Dataset extract START

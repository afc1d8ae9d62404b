//! Show a file's structure, or one object in it, in the terminal.

use crate::error::CliError;
use crate::utils::check_input;
use clap::Args;
use h5glance::container::normalize_path;
use h5glance::{
    display_object, Config, Container, MaybePagedOutput, PathCompleter, TextTreeRenderer,
};
use std::io::{self, BufRead, Write};
use std::path::{Path, PathBuf};

/// View a file as a tree, or a single group or dataset inside it.
#[derive(Args)]
pub struct ViewCommand {
    /// HDF5 file to view
    #[arg(value_name = "FILE")]
    pub file: PathBuf,

    /// Object to show within the file, or '-' to prompt for a name
    #[arg(value_name = "PATH")]
    pub path: Option<String>,

    /// Show attributes of groups
    #[arg(long)]
    pub attrs: bool,

    /// Select part of a dataset to examine, e.g. 0,100:110
    #[arg(short, long, value_name = "EXPR")]
    pub slice: Option<String>,
}

impl ViewCommand {
    pub fn execute(self, config: &Config) -> Result<(), CliError> {
        check_input(&self.file)?;
        let container = h5glance::open(&self.file)?;

        let path = match self.path.as_deref() {
            Some("-") => Some(prompt_for_path(
                container.as_ref(),
                &self.file,
                io::stdin().lock(),
                io::stdout(),
            )?),
            other => other.map(ToString::to_string),
        };

        let renderer = TextTreeRenderer::from_config(config);
        let mut out = MaybePagedOutput::new(io::stdout().lock(), config);
        display_object(
            container.as_ref(),
            path.as_deref(),
            self.attrs,
            self.slice.as_deref(),
            &renderer,
            &mut out,
        )?;
        out.finish()?;
        Ok(())
    }
}

/// Ask for an object path until one names an object in `container`.
///
/// After a miss, paths completing what was typed are listed as hints. End
/// of input gives up with [`CliError::InvalidArguments`].
pub fn prompt_for_path<R: BufRead, W: Write>(
    container: &dyn Container,
    filename: &Path,
    mut input: R,
    mut out: W,
) -> Result<String, CliError> {
    let mut completer = PathCompleter::new(container);
    loop {
        write!(out, "Object path: {}/", filename.display())?;
        out.flush()?;

        let mut line = String::new();
        if input.read_line(&mut line)? == 0 {
            writeln!(out)?;
            return Err(CliError::InvalidArguments(
                "no object path entered".to_string(),
            ));
        }

        let entered = line.trim();
        if container.exists(&normalize_path(entered)) {
            writeln!(out)?;
            return Ok(entered.to_string());
        }

        writeln!(out, "No object at '{entered}'")?;
        let hints = completer.completions(entered).unwrap_or_default();
        if !hints.is_empty() {
            writeln!(out, "Possible paths: {}", hints.join("  "))?;
        }
    }
}
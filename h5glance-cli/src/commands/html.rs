//! Write an HTML view of a file, or serve it to a browser.

use crate::error::CliError;
use crate::serve::{open_browser_later, PreviewServer, BROWSER_DELAY};
use crate::utils::{check_input, GlobalOptions};
use clap::Args;
use h5glance::HtmlTreeRenderer;
use std::fs;
use std::path::PathBuf;

/// Render a file as a collapsible HTML tree.
#[derive(Args)]
pub struct HtmlCommand {
    /// HDF5 file to view
    #[arg(value_name = "FILE")]
    pub input: PathBuf,

    /// Write output to HTML file
    #[arg(short, long, value_name = "HTML_FILE")]
    pub write: Option<PathBuf>,
}

impl HtmlCommand {
    pub fn execute(self, global: &GlobalOptions) -> Result<(), CliError> {
        check_input(&self.input)?;

        if let Some(target) = &self.write {
            let document = HtmlTreeRenderer::new().render_file(&self.input)?;
            fs::write(target, document)?;
            if !global.quiet {
                eprintln!("Wrote {}", target.display());
            }
            return Ok(());
        }

        let server = PreviewServer::bind(&self.input)?;
        let url = server.url()?;
        println!("Serving on {url}");
        open_browser_later(url, BROWSER_DELAY);
        server.run()
    }
}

Dataset extract END

**About this task**
In the listing above, some lines may hold the string "PathCompleter". Report how many, and nothing more.

**Answer space**
2